Quand 70 % des Français appellent à sa démission, lui, dans sa novlangue insupportable, laisse quarante-huit heures à son Premier ministre pour « définir une plateforme d’action et de stabilité » ; il gagne du temps : après, il nommera un Premier ministre de gauche ; après, il dissoudra l’assemblée. Et cependant le pays, par l’inconscience d’un seul homme, restera bloqué dans sa chute. Déjà, la Cour des comptes craint « un effet boule de neige » de la dette ; Pierre Moscovici évoque une « crise politique et démocratique sans précédent » ; Jean-Luc Mélenchon peut l’accuser de semer le chaos (!) ; le duc d’Anjou, publiant une tribune, craint, le sourire aux lèvres, l’effondrement de la République ; même Édouard Philippe appelle à sa démission : quelle tristesse !…
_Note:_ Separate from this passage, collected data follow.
use chrono::Utc;
use sqlx::SqlitePool;
use tracing::debug;

use shared_database::AppState;

use crate::models::{Settings, SettingsChanges, SettingsError, DEFAULT_APPOINTMENT_DURATION, DEFAULT_REMINDER_HOURS};

const SETTINGS_COLUMNS: &str = "id, user_id, email_notifications, sms_notifications, reminder_hours_before, \
     default_appointment_duration, language, created_at, updated_at";

pub struct SettingsService {
    db: SqlitePool,
}

impl SettingsService {
    pub fn new(state: &AppState) -> Self {
        Self { db: state.db.clone() }
    }

    /// Returns the user's settings, inserting the defaults on first access.
    pub async fn get_or_create(&self, user_id: i64) -> Result<Settings, SettingsError> {
        let now = Utc::now();
        sqlx::query(
            "INSERT INTO settings (user_id, email_notifications, sms_notifications, reminder_hours_before,
                                   default_appointment_duration, language, created_at, updated_at)
             VALUES (?, 1, 0, ?, ?, 'fr', ?, ?)
             ON CONFLICT (user_id) DO NOTHING",
        )
        .bind(user_id)
        .bind(DEFAULT_REMINDER_HOURS)
        .bind(DEFAULT_APPOINTMENT_DURATION)
        .bind(now)
        .bind(now)
        .execute(&self.db)
        .await?;

        let settings = sqlx::query_as::<_, Settings>(&format!(
            "SELECT {} FROM settings WHERE user_id = ?",
            SETTINGS_COLUMNS
        ))
        .bind(user_id)
        .fetch_one(&self.db)
        .await?;
        Ok(settings)
    }

    /// The user's preferred appointment length, without creating a settings row.
    pub async fn appointment_duration(&self, user_id: i64) -> Result<i64, SettingsError> {
        let duration: Option<i64> =
            sqlx::query_scalar("SELECT default_appointment_duration FROM settings WHERE user_id = ?")
                .bind(user_id)
                .fetch_optional(&self.db)
                .await?;
        Ok(duration.unwrap_or(DEFAULT_APPOINTMENT_DURATION))
    }

    pub async fn update(&self, user_id: i64, changes: SettingsChanges) -> Result<Settings, SettingsError> {
        self.get_or_create(user_id).await?;

        let settings = sqlx::query_as::<_, Settings>(&format!(
            "UPDATE settings SET
                email_notifications = COALESCE(?, email_notifications),
                sms_notifications = COALESCE(?, sms_notifications),
                reminder_hours_before = COALESCE(?, reminder_hours_before),
                default_appointment_duration = COALESCE(?, default_appointment_duration),
                language = COALESCE(?, language),
                updated_at = ?
             WHERE user_id = ? RETURNING {}",
            SETTINGS_COLUMNS
        ))
        .bind(changes.email_notifications)
        .bind(changes.sms_notifications)
        .bind(changes.reminder_hours_before)
        .bind(changes.default_appointment_duration)
        .bind(changes.language)
        .bind(Utc::now())
        .bind(user_id)
        .fetch_one(&self.db)
        .await?;

        debug!("Settings updated for user {}", user_id);
        Ok(settings)
    }
}
use parking_lot::RwLock;
use serde::{Deserialize, Serialize};
use std::sync::Arc;
use tokio::sync::{mpsc, oneshot};
use tracing::{debug, info, warn};

use crate::storage::KeyValueStorage;

pub const FAVOURITES_KEY: &str = "favourite-movies";
const STATE_VERSION: u32 = 0;

#[derive(Debug, Serialize, Deserialize)]
struct PersistedFavourites {
    state: FavouritesState,
    #[serde(default)]
    version: u32,
}

#[derive(Debug, Default, Serialize, Deserialize)]
struct FavouritesState {
    favourites: Vec<i32>,
}

enum WriteCommand {
    Persist(Vec<i32>),
    Flush(oneshot::Sender<()>),
}

/// Ordered set of favourite movie ids. Mutations apply to memory immediately
/// and are mirrored to storage in the background, in mutation order.
#[derive(Clone)]
pub struct FavouritesStore {
    favourites: Arc<RwLock<Vec<i32>>>,
    writer: mpsc::UnboundedSender<WriteCommand>,
}

impl FavouritesStore {
    /// Rehydrates from storage and starts the write-through task. Must be
    /// called inside a tokio runtime.
    pub async fn load(storage: Arc<dyn KeyValueStorage>) -> Self {
        let favourites = match storage.get_item(FAVOURITES_KEY).await {
            Ok(Some(raw)) => decode(&raw),
            Ok(None) => Vec::new(),
            Err(e) => {
                warn!("Failed to read stored favourites, starting empty: {:#}", e);
                Vec::new()
            }
        };
        info!("Loaded {} favourite movies", favourites.len());

        let (writer, rx) = mpsc::unbounded_channel();
        tokio::spawn(write_through(storage, rx));
        Self {
            favourites: Arc::new(RwLock::new(favourites)),
            writer,
        }
    }

    pub fn add(&self, movie_id: i32) {
        if movie_id <= 0 {
            warn!("Ignoring favourite with invalid movie id {}", movie_id);
            return;
        }
        let mut favourites = self.favourites.write();
        if favourites.contains(&movie_id) {
            return;
        }
        favourites.push(movie_id);
        self.persist(favourites.clone());
        drop(favourites);
        debug!("Added movie {} to favourites", movie_id);
    }

    pub fn remove(&self, movie_id: i32) {
        let mut favourites = self.favourites.write();
        let before = favourites.len();
        favourites.retain(|id| *id != movie_id);
        if favourites.len() == before {
            return;
        }
        self.persist(favourites.clone());
        drop(favourites);
        debug!("Removed movie {} from favourites", movie_id);
    }

    pub fn is_favourite(&self, movie_id: i32) -> bool {
        self.favourites.read().contains(&movie_id)
    }

    pub fn clear(&self) {
        let mut favourites = self.favourites.write();
        favourites.clear();
        self.persist(Vec::new());
        drop(favourites);
        debug!("Cleared favourites");
    }

    /// Ids in the order they were added.
    pub fn favourites(&self) -> Vec<i32> {
        self.favourites.read().clone()
    }

    pub fn len(&self) -> usize {
        self.favourites.read().len()
    }

    pub fn is_empty(&self) -> bool {
        self.favourites.read().is_empty()
    }

    /// Resolves once every write queued before this call has been attempted.
    pub async fn flush(&self) {
        let (tx, rx) = oneshot::channel();
        if self.writer.send(WriteCommand::Flush(tx)).is_err() {
            return;
        }
        let _ = rx.await;
    }

    // Callers hold the write guard so snapshots reach the writer in the
    // same order the mutations were applied.
    fn persist(&self, snapshot: Vec<i32>) {
        if self.writer.send(WriteCommand::Persist(snapshot)).is_err() {
            warn!("Favourites writer has stopped; change kept in memory only");
        }
    }
}

async fn write_through(
    storage: Arc<dyn KeyValueStorage>,
    mut rx: mpsc::UnboundedReceiver<WriteCommand>,
) {
    while let Some(command) = rx.recv().await {
        match command {
            WriteCommand::Persist(favourites) => {
                let payload = PersistedFavourites {
                    state: FavouritesState { favourites },
                    version: STATE_VERSION,
                };
                let encoded = match serde_json::to_string(&payload) {
                    Ok(s) => s,
                    Err(e) => {
                        warn!("Failed to encode favourites: {}", e);
                        continue;
                    }
                };
                if let Err(e) = storage.set_item(FAVOURITES_KEY, &encoded).await {
                    warn!("Failed to persist favourites: {:#}", e);
                }
            }
            WriteCommand::Flush(done) => {
                let _ = done.send(());
            }
        }
    }
    debug!("Favourites writer stopped");
}

fn decode(raw: &str) -> Vec<i32> {
    let persisted: PersistedFavourites = match serde_json::from_str(raw) {
        Ok(p) => p,
        Err(e) => {
            warn!("Stored favourites are malformed, starting empty: {}", e);
            return Vec::new();
        }
    };
    let mut favourites = Vec::with_capacity(persisted.state.favourites.len());
    for id in persisted.state.favourites {
        if id > 0 && !favourites.contains(&id) {
            favourites.push(id);
        }
    }
    favourites
}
Que le Président de la République démissionne, donc, par dignité, si ce n’est par responsabilité. Certes, les institutions de la Cinquième l’autorisent à demeurer en poste jusqu’au bout : Michel Debré pouvait-il prévoir le retour d’un Barras au pouvoir ? — l’histoire est tragique ! Mais il écrivait la Constitution et De Gaulle lui tenait la plume : et si le général eut le bon goût de démissionner, c’est parce qu’il savait, justement, que rien ne l’y pouvait contraindre, dans ce système qu’il avait voulu d’un exécutif puissant. Emmanuel Macron ferait bien de s’en rappeler et de s’en inspirer : il y va maintenant du salut de la nation.